Клара пересказывала “Сказание” множество раз, вероятно, чувствуя в нем схожесть с собственной судьбой. Каждый раз при этом сердце Баха сжималось чувством вины: в отличие от Девы-Узницы, Клара не смогла покинуть свою башню – хутор Гримм, – куда сперва заточил ее отец, а затем – неодолимые обстоятельства большого мира. Так и прожила в тюрьме до самой смерти, разделяя одиночество лишь с бессловесным Бахом, который если и играл в ее жизни какую-то роль, то скорее тихой служанки-кормилицы, нежели прекрасного принца. Так не изменить ли ему этот сюжет – не выпустить ли узницу Клару из заточения? Не будет ли это данью памяти любимой женщине? Не искупит ли хотя бы малую часть вины Баха перед ней?

Где-то далеко – не то ниже по течению, не то на правом берегу – истошно закричал разбуженный чеглок. Из глубины леса отозвалась неясыть, заохала, застонала томно. Бах запахнул тулуп и быстрым шагом направился в дом.
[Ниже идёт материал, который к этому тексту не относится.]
// SPDX-License-Identifier: MIT
//
// Termination signals.
//
// The handlers installed here only store the signal number into an atomic
// (async-signal-safe). The editor loop polls the flag once per iteration,
// which is at most one read timeout away, and returns so the raw-mode guard
// can restore the terminal on the normal path.
//
// Keyboard-generated signals are already off in raw mode (ISIG cleared);
// these cover `kill`, a closed terminal window (SIGHUP), and the window of
// time before raw mode takes effect.

use std::sync::Arc;
use std::sync::atomic::{AtomicUsize, Ordering};

use signal_hook::SigId;
use tracing::debug;

use crate::error::{Result, TermError};

/// Signals that end the editor.
pub const TERMINATION_SIGNALS: [libc::c_int; 4] =
    [libc::SIGTERM, libc::SIGHUP, libc::SIGQUIT, libc::SIGINT];

/// Latest termination signal received, or 0.
///
/// Handlers are unregistered on drop.
#[derive(Debug, Default)]
pub struct SignalFlag {
    pending: Arc<AtomicUsize>,
    ids: Vec<SigId>,
}

impl SignalFlag {
    /// A flag with no handlers attached. Only [`notify`](Self::notify) sets it.
    #[must_use]
    pub fn new() -> Self {
        Self::default()
    }

    /// Install handlers for every signal in [`TERMINATION_SIGNALS`].
    ///
    /// # Errors
    ///
    /// Returns [`TermError::TerminalQuery`] (`sigaction`) if a handler
    /// cannot be installed. Handlers registered before the failure are
    /// removed again.
    pub fn register() -> Result<Self> {
        Self::register_for(&TERMINATION_SIGNALS)
    }

    /// Install handlers for `signals` only.
    ///
    /// Unregistering leaves signal-hook's handler in place, so the default
    /// disposition of these signals does not come back for the life of the
    /// process.
    pub(crate) fn register_for(signals: &[libc::c_int]) -> Result<Self> {
        let mut flag = Self::new();
        for &sig in signals {
            let value = usize::try_from(sig).unwrap_or_default();
            let id = signal_hook::flag::register_usize(sig, Arc::clone(&flag.pending), value)
                .map_err(|source| TermError::TerminalQuery {
                    op: "sigaction",
                    source,
                })?;
            flag.ids.push(id);
        }
        debug!(?signals, "termination handlers installed");
        Ok(flag)
    }

    /// Record `sig` as if its handler had run.
    pub fn notify(&self, sig: libc::c_int) {
        self.pending
            .store(usize::try_from(sig).unwrap_or_default(), Ordering::SeqCst);
    }

    /// Take the pending signal, if any, clearing the flag.
    #[must_use]
    pub fn take(&self) -> Option<i32> {
        match self.pending.swap(0, Ordering::SeqCst) {
            0 => None,
            sig => i32::try_from(sig).ok(),
        }
    }
}

impl Drop for SignalFlag {
    fn drop(&mut self) {
        for id in self.ids.drain(..) {
            signal_hook::low_level::unregister(id);
        }
    }
}
// SPDX-License-Identifier: MIT
//
// ANSI escape sequences used by the repaint.
//
// Exact bytes matter here: the screen clear is the 4-byte ED 2 and the
// home move is the 3-byte CUP with no parameters.

use std::io::{self, Write};

/// Clear the entire screen (ED 2): `ESC [ 2 J`.
pub const CLEAR_SCREEN: &[u8] = b"\x1b[2J";

/// Move the cursor to the top-left cell (CUP, no parameters): `ESC [ H`.
pub const CURSOR_HOME: &[u8] = b"\x1b[H";

/// Write [`CLEAR_SCREEN`].
#[inline]
pub fn clear_screen(w: &mut impl Write) -> io::Result<()> {
    w.write_all(CLEAR_SCREEN)
}

/// Write [`CURSOR_HOME`].
#[inline]
pub fn cursor_home(w: &mut impl Write) -> io::Result<()> {
    w.write_all(CURSOR_HOME)
}

/// Clear the screen and home the cursor.
pub fn reset_screen(w: &mut impl Write) -> io::Result<()> {
    clear_screen(w)?;
    cursor_home(w)
}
Был некогда край изумрудных лугов и золотых пшеничных полей, населенный добрыми пастухами и мирными хлебопашцами, – цветущая земля, чью красоту не уставали воспевать художники и поэты. В сердце того края, на высоком обрыве, над могучей рекой, стоял королевский замок. И жил в нем могущественный король. Был он толст, как селедочная бочка, лыс, как пшеничный каравай, борода же его напоминала горсть квашеной капусты. И была у него дочь – с глазами голубыми, как речная волна, и со щеками нежными, как бабочкины крылья. Матери своей она не знала и росла под призором одной лишь служанки – тощей сердитой старухи, что целыми днями пряла бесконечную пряжу, а если когда и говорила хоть одно слово, то какое-нибудь премерзкое…

Стоило Баху схватить карандаш и расстелить на испещренной молочными каплями столешнице серый лист, как слова сами хлынули на бумагу: соскучившаяся рука едва поспевала выводить буквы. Образы прошлого – широкая физиономия Удо Гримма, морщинистое лицо Тильды – встали перед взором Баха так отчетливо, что он мог бы в подробности описать каждое. Вдруг вспомнил, что пряди Гриммовой бороды слегка разнились оттенками, как разнятся по осени желтые листья в лесу, а причудливый узор морщин на Тильдином лбу напоминал кривые борозды, которыми прилежный колонист отмечает границу своей пашни.

…Как-то раз пожелал король выдать дочь замуж за принца из соседней державы. Но сердце юной королевны давно уже было отдано бедному шульмейстеру, что работал в деревенской школе. “Не хочу и не могу я никого избрать себе в супруги, кроме милого учителя!” – воскликнула она, смело глядя в глаза грозному отцу. Тот разгневался и приказал заточить непокорную дочь в самую высокую башню замка – столь неприступную, что даже птицы редко достигали ее острого шпиля. На семь лет было снесено в ту башню и пищи, и питья. А затем была введена в ту башню королевна со своей служанкой. И были они в той башне замурованы – отлучены и от земли, и от неба. Так и сидели во мраке, не зная ни дня, ни ночи. Часто приходил бедный шульмейстер к ограде замка и возглашал имя любимой, но скоро был схвачен придворными слугами и по приказу жестокосердного короля выдворен за пределы страны. Заточенная дева этого не знала – ни один звук не долетал в высокую башню снизу, из мира, населенного людьми и прочими земными тварями. Что оставалось бедной деве, кроме стонов и слез? Так и жила, в темноте и тишине заточения, слушая один только стрекот служанкиной прялки. А между тем время шло. И скоро узницы стали замечать, что их семилетие близится к концу…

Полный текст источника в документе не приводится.